WHAT YOU NEED TO DO.
Find the lines below in which the string "constants" occurs. Copy each one.

STORED DATA.
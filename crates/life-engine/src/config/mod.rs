//! Engine configuration types.
//!
//! Every section carries sensible defaults and a `validate()` method that
//! returns a human-readable reason on failure. Fallible constructors such as
//! [`crate::TraitUpdater::try_new`] and [`crate::BatchAggregator::try_new`]
//! convert that reason into [`crate::LifeError::InvalidConfiguration`].

mod batch;
mod projection;
mod update;


pub use self::batch::{BatchConfig, BatchMetric};
pub use self::projection::ProjectionConfig;
pub use self::update::UpdateConfig;

use serde::{Deserialize, Serialize};

use crate::error::{LifeError, LifeResult};

/// Top-level configuration shared read-only by every entity in a batch.
///
/// # Example
///
/// ```
/// use life_engine::config::EngineConfig;
///
/// let config = EngineConfig::default();
/// assert!(config.validate().is_ok());
/// assert_eq!(config.update.saturation_level, 100.0);
/// ```
#[derive(Debug, Clone, Default, PartialEq, Serialize, Deserialize)]
pub struct EngineConfig {
    /// Recurrence constants for trait updates.
    #[serde(default)]
    pub update: UpdateConfig,

    /// Per-trait projection weights.
    #[serde(default)]
    pub projection: ProjectionConfig,

    /// Metric and significance settings for batch aggregation.
    #[serde(default)]
    pub batch: BatchConfig,
}

impl EngineConfig {
    pub fn new() -> Self {
        Self::default()
    }

    /// Validate every section, returning the first problem found.
    pub fn validate(&self) -> Result<(), String> {
        self.update.validate()?;
        self.projection.validate()?;
        self.batch.validate()?;
        Ok(())
    }

    /// Validate and convert failures into [`LifeError::InvalidConfiguration`].
    pub fn checked(self) -> LifeResult<Self> {
        self.validate().map_err(LifeError::InvalidConfiguration)?;
        Ok(self)
    }
}
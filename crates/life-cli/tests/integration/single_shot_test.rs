use crate::helpers::{run_cli, EXIT_INVALID_INPUT};

#[test]
fn test_update_saturating_json() {
    let run = run_cli(&[
        "update",
        "--kind",
        "saturating",
        "--value",
        "50",
        "--engagement",
        "2",
        "--elapsed-time",
        "9",
        "--json",
    ]);
    let out = run.assert_success().json();
    let next = out["next"].as_f64().unwrap();
    assert!((next - 50.1151).abs() < 1e-4);
    assert_eq!(out["kind"], "saturating");
}

#[test]
fn test_update_linear_text() {
    let run = run_cli(&[
        "update",
        "--kind",
        "linear",
        "--value",
        "0",
        "--engagement",
        "1",
        "--environmental-factor",
        "-0.5",
    ]);
    run.assert_success();
    assert!(run.stdout.starts_with("linear:"));
}

#[test]
fn test_update_negative_elapsed_rejected() {
    let run = run_cli(&[
        "update",
        "--kind",
        "saturating",
        "--value",
        "10",
        "--engagement",
        "1",
        "--elapsed-time",
        "-2",
    ]);
    assert_eq!(run.exit_code, EXIT_INVALID_INPUT);
}

#[test]
fn test_project_json() {
    let run = run_cli(&["project", "--trait", "a=1", "--trait", "b=3", "--json"]);
    let out = run.assert_success().json();
    assert!((out["normalized"]["a"].as_f64().unwrap() - 0.25).abs() < 1e-12);
    assert!((out["coherence"].as_f64().unwrap() - 0.625).abs() < 1e-12);
    assert_eq!(out["degenerate"], false);
}

#[test]
fn test_project_all_zero_is_degenerate() {
    let run = run_cli(&["project", "--trait", "a=0", "--trait", "b=0"]);
    run.assert_success();
    assert!(run.stdout.contains("degenerate"));
}

#[test]
fn test_project_malformed_trait() {
    let run = run_cli(&["project", "--trait", "a"]);
    assert_ne!(run.exit_code, 0);
}
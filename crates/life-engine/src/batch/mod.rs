//! Batch aggregation over independent entities.
//!
//! Each entity's observations are applied in order, the final state is
//! projected, and the configured metric is recorded. Entity failures are
//! isolated: they are recorded in place and the batch continues. Aggregate
//! statistics cover successful entities only and are absent when there are
//! none.

mod aggregator;
mod input;
mod result;
pub mod stats;


pub use self::aggregator::{process_batch, BatchAggregator, BatchObserver};
pub use self::input::EntityInput;
pub use self::result::{
    BatchResult, EntityFailure, EntityOutcome, EntityReport, MetricSummary, SignificanceCount,
};
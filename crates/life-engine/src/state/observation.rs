//! One input sample driving a trait update.

use serde::{Deserialize, Serialize};

use crate::error::{LifeError, LifeResult};

use super::EntityId;

/// Stimulus sample produced by an external feed and consumed immediately.
///
/// `engagement` is expected in `[0, 1]` but not clamped; negative values act
/// as inhibitory stimulus on linear traits.
#[derive(Debug, Clone, PartialEq, Serialize, Deserialize)]
pub struct StimulusObservation {
    /// Entity whose state this sample drives.
    pub entity_id: EntityId,

    /// Engagement scalar, nominally `[0, 1]`.
    pub engagement: f64,

    /// Environmental modulation, any sign.
    #[serde(default)]
    pub environmental_factor: f64,

    /// Time since the previous observation. Must be >= 0.
    pub elapsed_time: f64,
}

impl StimulusObservation {
    pub fn new(
        entity_id: impl Into<EntityId>,
        engagement: f64,
        environmental_factor: f64,
        elapsed_time: f64,
    ) -> Self {
        Self {
            entity_id: entity_id.into(),
            engagement,
            environmental_factor,
            elapsed_time,
        }
    }

    /// Reject negative elapsed time and non-finite fields.
    pub fn validate(&self) -> LifeResult<()> {
        if !self.engagement.is_finite() {
            return Err(LifeError::invalid_input(
                "engagement",
                self.engagement,
                "Must be finite",
            ));
        }
        if !self.environmental_factor.is_finite() {
            return Err(LifeError::invalid_input(
                "environmental_factor",
                self.environmental_factor,
                "Must be finite",
            ));
        }
        if !self.elapsed_time.is_finite() {
            return Err(LifeError::invalid_input(
                "elapsed_time",
                self.elapsed_time,
                "Must be finite",
            ));
        }
        if self.elapsed_time < 0.0 {
            return Err(LifeError::NegativeElapsedTime(self.elapsed_time));
        }
        Ok(())
    }

    /// Stimulus magnitude fed to saturating traits.
    ///
    /// Inhibitory (negative) engagement contributes no saturating growth.
    #[inline]
    pub fn experience(&self) -> f64 {
        self.engagement.max(0.0)
    }
}
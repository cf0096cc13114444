//! Projection Tests: normalization and coherence bounds

use std::collections::BTreeMap;

use life_engine::{project, LifeError, ProjectionConfig, ProjectionEngine, TraitVector};
use rand::Rng;

use super::helpers::make_rng;

#[test]
fn test_normalization_property() {
    let mut rng = make_rng(3);
    for _ in 0..5_000 {
        let n = rng.gen_range(1..20);
        let pairs: Vec<(String, f64)> = (0..n)
            .map(|i| (format!("trait_{}", i), rng.gen_range(0.0..1000.0)))
            .collect();
        let result = project(pairs).unwrap();
        if result.degenerate {
            continue;
        }
        assert!((result.weight_sum() - 1.0).abs() < 1e-9);
        assert!(result.coherence >= 1.0 / n as f64 - 1e-12);
        assert!(result.coherence <= 1.0);
        assert!((result.projection_strength - result.coherence.sqrt()).abs() < 1e-15);
    }
}

#[test]
fn test_degenerate_two_zero_traits() {
    let result = project([("a", 0.0), ("b", 0.0)]).unwrap();
    assert_eq!(result.coherence, 0.0);
    assert_eq!(result.normalized.get("a"), Some(&0.0));
    assert_eq!(result.normalized.get("b"), Some(&0.0));
    assert!(result.degenerate);
}

#[test]
fn test_empty_mapping_is_rejected() {
    let empty: BTreeMap<String, f64> = BTreeMap::new();
    assert_eq!(project(empty).unwrap_err(), LifeError::EmptyTraitVector);
}

#[test]
fn test_transient_negative_linear_trait() {
    let result = project([("engagement", -0.2), ("neuroplasticity", 0.6)]).unwrap();
    assert!((result.weight("engagement").unwrap() - 0.25).abs() < 1e-12);
    assert!((result.weight("neuroplasticity").unwrap() - 0.75).abs() < 1e-12);
}

#[test]
fn test_engine_default_matches_free_function() {
    let vector = TraitVector::from_pairs([("a", 1.5), ("b", 0.5), ("c", 2.0)]).unwrap();
    let engine = ProjectionEngine::try_new(ProjectionConfig::default()).unwrap();
    assert_eq!(
        engine.project(&vector).unwrap(),
        project([("a", 1.5), ("b", 0.5), ("c", 2.0)]).unwrap()
    );
}

#[test]
fn test_weights_shift_dominance() {
    let vector = TraitVector::from_pairs([("engagement", 4.0), ("neuroplasticity", 1.0)]).unwrap();
    let plain = ProjectionEngine::default().project(&vector).unwrap();
    assert_eq!(plain.dominant_trait().map(|(n, _)| n), Some("engagement"));

    let mut config = ProjectionConfig::default();
    config.weights.insert("neuroplasticity".to_string(), 10.0);
    let weighted = ProjectionEngine::try_new(config).unwrap().project(&vector).unwrap();
    assert_eq!(weighted.dominant_trait().map(|(n, _)| n), Some("neuroplasticity"));
}
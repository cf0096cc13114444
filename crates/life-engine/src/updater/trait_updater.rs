//! TraitUpdater - applies observations to trait states.

use tracing::trace;

use crate::config::UpdateConfig;
use crate::error::{LifeError, LifeResult};
use crate::state::{StimulusObservation, TraitKind, TraitState};

use super::{update_linear_trait, update_saturating_trait};

/// Applies stimulus observations to trait states using a validated
/// [`UpdateConfig`].
///
/// Updates are atomic: the returned state carries every trait's new value,
/// and on error the caller's state is untouched.
///
/// # Example
///
/// ```
/// use life_engine::{StimulusObservation, TraitState, TraitUpdater, TraitValue};
///
/// let updater = TraitUpdater::with_defaults();
/// let state = TraitState::new(
///     "p1",
///     [("engagement", TraitValue::linear(0.0)), ("plasticity", TraitValue::saturating(50.0))],
/// )
/// .unwrap();
///
/// let next = updater
///     .apply_observation(&state, &StimulusObservation::new("p1", 0.8, 0.0, 1.0))
///     .unwrap();
/// assert!(next.value("engagement").unwrap() > 0.0);
/// assert!(next.value("plasticity").unwrap() > 50.0);
/// assert_eq!(next.cycles, 1);
/// ```
#[derive(Debug, Clone, Default)]
pub struct TraitUpdater {
    config: UpdateConfig,
}

impl TraitUpdater {
    /// Create an updater, rejecting structurally invalid constants.
    pub fn try_new(config: UpdateConfig) -> LifeResult<Self> {
        config.validate().map_err(LifeError::InvalidConfiguration)?;
        Ok(Self { config })
    }

    /// Create with the default constants.
    pub fn with_defaults() -> Self {
        Self::default()
    }

    #[inline]
    pub fn config(&self) -> &UpdateConfig {
        &self.config
    }

    /// Apply one observation to every trait according to its declared kind.
    pub fn apply_observation(
        &self,
        state: &TraitState,
        observation: &StimulusObservation,
    ) -> LifeResult<TraitState> {
        step(&self.config, state, observation, None)
    }

    /// Apply observations in order, stopping at the first error.
    pub fn apply_all<'a, I>(&self, state: &TraitState, observations: I) -> LifeResult<TraitState>
    where
        I: IntoIterator<Item = &'a StimulusObservation>,
    {
        let mut current = state.clone();
        for observation in observations {
            current = self.apply_observation(&current, observation)?;
        }
        Ok(current)
    }

    /// Compute the next value of a single trait without touching any state.
    pub fn next_value(
        &self,
        kind: TraitKind,
        current_value: f64,
        observation: &StimulusObservation,
    ) -> LifeResult<f64> {
        observation.validate()?;
        next_value(&self.config, kind, current_value, observation)
    }
}

/// Apply `observation` to every trait of `kind` in `state`, carrying other
/// traits over unchanged.
///
/// The config is validated on every call; use [`TraitUpdater`] to validate
/// once up front.
pub fn update_trait(
    kind: TraitKind,
    state: &TraitState,
    observation: &StimulusObservation,
    config: &UpdateConfig,
) -> LifeResult<TraitState> {
    config.validate().map_err(LifeError::InvalidConfiguration)?;
    step(config, state, observation, Some(kind))
}

fn step(
    config: &UpdateConfig,
    state: &TraitState,
    observation: &StimulusObservation,
    only: Option<TraitKind>,
) -> LifeResult<TraitState> {
    if observation.entity_id != state.entity_id {
        return Err(LifeError::UnknownEntity {
            expected: state.entity_id.to_string(),
            actual: observation.entity_id.to_string(),
        });
    }
    observation.validate()?;
    state.validate_against(config)?;

    let mut next = state.clone();
    for (name, trait_value) in next.traits_mut() {
        if only.is_some_and(|kind| kind != trait_value.kind) {
            continue;
        }
        let updated = next_value(config, trait_value.kind, trait_value.value, observation)
            .map_err(|err| match err {
                LifeError::NonFiniteResult { operation, details } => LifeError::NonFiniteResult {
                    operation,
                    details: format!("trait '{}': {}", name, details),
                },
                other => other,
            })?;
        trace!(
            entity = %state.entity_id,
            trait_name = name,
            kind = %trait_value.kind,
            from = trait_value.value,
            to = updated,
            "trait updated"
        );
        trait_value.value = updated;
    }
    next.advance(observation.elapsed_time);
    Ok(next)
}

fn next_value(
    config: &UpdateConfig,
    kind: TraitKind,
    current_value: f64,
    observation: &StimulusObservation,
) -> LifeResult<f64> {
    match kind {
        TraitKind::Linear => {
            let updated = update_linear_trait(
                current_value,
                observation.engagement,
                observation.environmental_factor,
                config.adaptation_rate,
                config.environment_weight,
            );
            if !updated.is_finite() {
                return Err(LifeError::non_finite(
                    "update_linear_trait",
                    format!(
                        "current={}, engagement={}, environmental_factor={}",
                        current_value, observation.engagement, observation.environmental_factor
                    ),
                ));
            }
            Ok(updated)
        }
        TraitKind::Saturating => update_saturating_trait(
            current_value,
            config.saturation_level,
            observation.experience(),
            observation.elapsed_time,
            config.base_rate,
        ),
    }
}
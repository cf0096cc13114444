//! Batch document: engine config plus entity inputs, stored as JSON.

use std::fs;
use std::path::Path;

use life_engine::{EngineConfig, EntityInput};
use serde::{Deserialize, Serialize};
use tracing::debug;

use crate::error::{CliError, CliResult};

/// On-disk batch description consumed by `life-cli batch`.
#[derive(Debug, Clone, Default, PartialEq, Serialize, Deserialize)]
pub struct BatchDocument {
    #[serde(default)]
    pub config: EngineConfig,

    #[serde(default)]
    pub entities: Vec<EntityInput>,
}

impl BatchDocument {
    pub fn load(path: &Path) -> CliResult<Self> {
        let raw = fs::read_to_string(path).map_err(|e| CliError::io(path, e))?;
        let document: BatchDocument = serde_json::from_str(&raw)
            .map_err(|e| CliError::json(path.display().to_string(), e))?;
        debug!(
            path = %path.display(),
            entities = document.entities.len(),
            "batch document loaded"
        );
        Ok(document)
    }

    pub fn to_json(&self) -> CliResult<String> {
        serde_json::to_string_pretty(self).map_err(|e| CliError::json("batch document", e))
    }

    pub fn save(&self, path: &Path) -> CliResult<()> {
        fs::write(path, self.to_json()?).map_err(|e| CliError::io(path, e))
    }
}
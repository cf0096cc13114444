use std::fs;

use serde_json::json;

use crate::helpers::{
    run_cli, simulate_to, EXIT_INVALID_CONFIGURATION, EXIT_IO, EXIT_SUCCESS,
};

#[test]
fn test_batch_json_report() {
    let dir = tempfile::tempdir().unwrap();
    let path = dir.path().join("batch.json");
    simulate_to(&path, 12, 5, 7);

    let run = run_cli(&["batch", "--input", path.to_str().unwrap(), "--json"]);
    let result = run.assert_success().json();
    assert_eq!(result["total"], 12);
    assert_eq!(result["count"], 12);
    assert_eq!(result["outcomes"].as_array().unwrap().len(), 12);
    let mean = result["summary"]["mean"].as_f64().unwrap();
    assert!(mean > 0.0 && mean <= 1.0);
}

#[test]
fn test_batch_parallel_matches_sequential() {
    let dir = tempfile::tempdir().unwrap();
    let path = dir.path().join("batch.json");
    simulate_to(&path, 30, 4, 3);
    let input = path.to_str().unwrap();

    let mut seq = run_cli(&["batch", "--input", input, "--json"]).json();
    let mut par = run_cli(&["batch", "--input", input, "--json", "--parallel"]).json();
    seq["duration_us"] = json!(0);
    par["duration_us"] = json!(0);
    assert_eq!(seq, par);
}

#[test]
fn test_batch_isolates_failures() {
    let dir = tempfile::tempdir().unwrap();
    let path = dir.path().join("batch.json");
    let document = json!({
        "entities": [
            {
                "initial": {
                    "entity_id": "good",
                    "traits": { "focus": { "kind": "saturating", "value": 10.0 } }
                },
                "observations": [
                    { "entity_id": "good", "engagement": 1.0, "elapsed_time": 1.0 }
                ]
            },
            {
                "initial": {
                    "entity_id": "bad",
                    "traits": { "focus": { "kind": "saturating", "value": 10.0 } }
                },
                "observations": [
                    { "entity_id": "bad", "engagement": 1.0, "elapsed_time": -1.0 }
                ]
            }
        ]
    });
    fs::write(&path, document.to_string()).unwrap();

    let run = run_cli(&["batch", "--input", path.to_str().unwrap()]);
    assert_eq!(run.exit_code, EXIT_SUCCESS, "stderr: {}", run.stderr);
    assert!(run.stdout.contains("2 total, 1 succeeded, 1 failed"));
    assert!(run.stdout.contains("[1] bad"));
}

#[test]
fn test_batch_empty_document_reports_undefined() {
    let dir = tempfile::tempdir().unwrap();
    let path = dir.path().join("empty.json");
    fs::write(&path, "{}").unwrap();

    let run = run_cli(&["batch", "--input", path.to_str().unwrap(), "--json"]);
    let result = run.assert_success().json();
    assert_eq!(result["total"], 0);
    assert!(result["summary"].is_null());
}

#[test]
fn test_batch_metric_and_thresholds() {
    let dir = tempfile::tempdir().unwrap();
    let path = dir.path().join("batch.json");
    simulate_to(&path, 10, 3, 11);

    let run = run_cli(&[
        "batch",
        "--input",
        path.to_str().unwrap(),
        "--json",
        "--metric",
        "trait:neuroplasticity",
        "--threshold",
        "0",
        "--threshold",
        "1000",
    ]);
    let result = run.assert_success().json();
    let significance = result["significance"].as_array().unwrap();
    assert_eq!(significance.len(), 2);
    assert_eq!(significance[1]["count"], 0);
}

#[test]
fn test_batch_missing_input_is_io_error() {
    let dir = tempfile::tempdir().unwrap();
    let path = dir.path().join("missing.json");
    let run = run_cli(&["batch", "--input", path.to_str().unwrap()]);
    assert_eq!(run.exit_code, EXIT_IO);
}

#[test]
fn test_batch_invalid_config_in_document() {
    let dir = tempfile::tempdir().unwrap();
    let path = dir.path().join("bad_config.json");
    fs::write(
        &path,
        json!({ "config": { "update": { "saturation_level": -5.0 } }, "entities": [] }).to_string(),
    )
    .unwrap();

    let run = run_cli(&["batch", "--input", path.to_str().unwrap()]);
    assert_eq!(run.exit_code, EXIT_INVALID_CONFIGURATION);
}
//! Entity identifiers, trait vectors, trait state and stimulus observations.

mod entity;
mod observation;
mod trait_state;
mod vector;

pub use self::entity::EntityId;
pub use self::observation::StimulusObservation;
pub use self::trait_state::{TraitKind, TraitState, TraitValue};
pub use self::vector::TraitVector;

REPLY TO THE EXERCISE.
    /// Recurrence constants for trait updates.
    /// Create an updater, rejecting structurally invalid constants.
    /// Create with the default constants.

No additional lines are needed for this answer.